Start of DATASET CONTENT

use ratatui::style::Color;
use ratatui::style::Modifier;
use ratatui::style::Style;

/// Style table shared by the Markdown renderers.
///
/// Colors follow a dark palette; override individual fields to re-theme.
#[derive(Clone, Debug, PartialEq)]
pub struct Theme {
    pub text_primary: Style,
    pub text_muted: Style,
    /// Text that sits directly in a block, outside any emphasis, link or heading.
    pub text_plain: Style,
    pub accent: Style,
    pub danger: Style,
    pub link: Style,
    pub code_inline: Style,
    pub code_block: Style,
    pub heading: [Style; 6],
    pub blockquote: Style,
    pub table_border: Style,
    pub table_header: Style,
    pub table_row_odd: Style,
    pub math: Style,
    /// Applied on top of text that the karaoke position has already passed.
    pub highlight: Style,
}

impl Theme {
    pub fn heading_style(&self, level: u8) -> Style {
        let idx = usize::from(level.clamp(1, 6)) - 1;
        self.heading[idx]
    }
}

impl Default for Theme {
    fn default() -> Self {
        use ratatui::style::Stylize;

        let heading = Style::default().bold();
        Self {
            text_primary: Style::default(),
            text_muted: Style::default().dark_gray(),
            text_plain: Style::default(),
            accent: Style::default().cyan(),
            danger: Style::default().fg(Color::Rgb(0xf8, 0x71, 0x71)),
            link: Style::default()
                .fg(Color::Rgb(0x60, 0xa5, 0xfa))
                .add_modifier(Modifier::UNDERLINED),
            code_inline: Style::default().fg(Color::Rgb(0xf4, 0x72, 0xb6)),
            code_block: Style::default().fg(Color::Rgb(0xe5, 0xe7, 0xeb)),
            heading: [
                heading.add_modifier(Modifier::UNDERLINED),
                heading,
                heading,
                heading,
                heading,
                heading.dark_gray(),
            ],
            blockquote: Style::default().dark_gray(),
            table_border: Style::default().fg(Color::Rgb(0x37, 0x41, 0x51)),
            table_header: Style::default()
                .fg(Color::Rgb(0x9c, 0xa3, 0xaf))
                .add_modifier(Modifier::BOLD),
            table_row_odd: Style::default(),
            math: Style::default().fg(Color::Rgb(0xf4, 0x72, 0xb6)),
            highlight: Style::default().fg(Color::Rgb(0xfb, 0xbf, 0x24)),
        }
    }
}

#[cfg(test)]
mod tests {
    use super::*;

    #[test]
    fn heading_style_clamps_level() {
        let theme = Theme::default();
        assert_eq!(theme.heading_style(0), theme.heading[0]);
        assert_eq!(theme.heading_style(9), theme.heading[5]);
        assert!(theme.heading_style(1).add_modifier.contains(Modifier::UNDERLINED));
    }
}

End of DATASET CONTENT

◆ **PROBLEM**:
What lines above mention "UNDERLINED"? Copy each one.

◆ **EXPECTED OUTPUT**:
                .add_modifier(Modifier::UNDERLINED),
                heading.add_modifier(Modifier::UNDERLINED),
        assert!(theme.heading_style(1).add_modifier.contains(Modifier::UNDERLINED));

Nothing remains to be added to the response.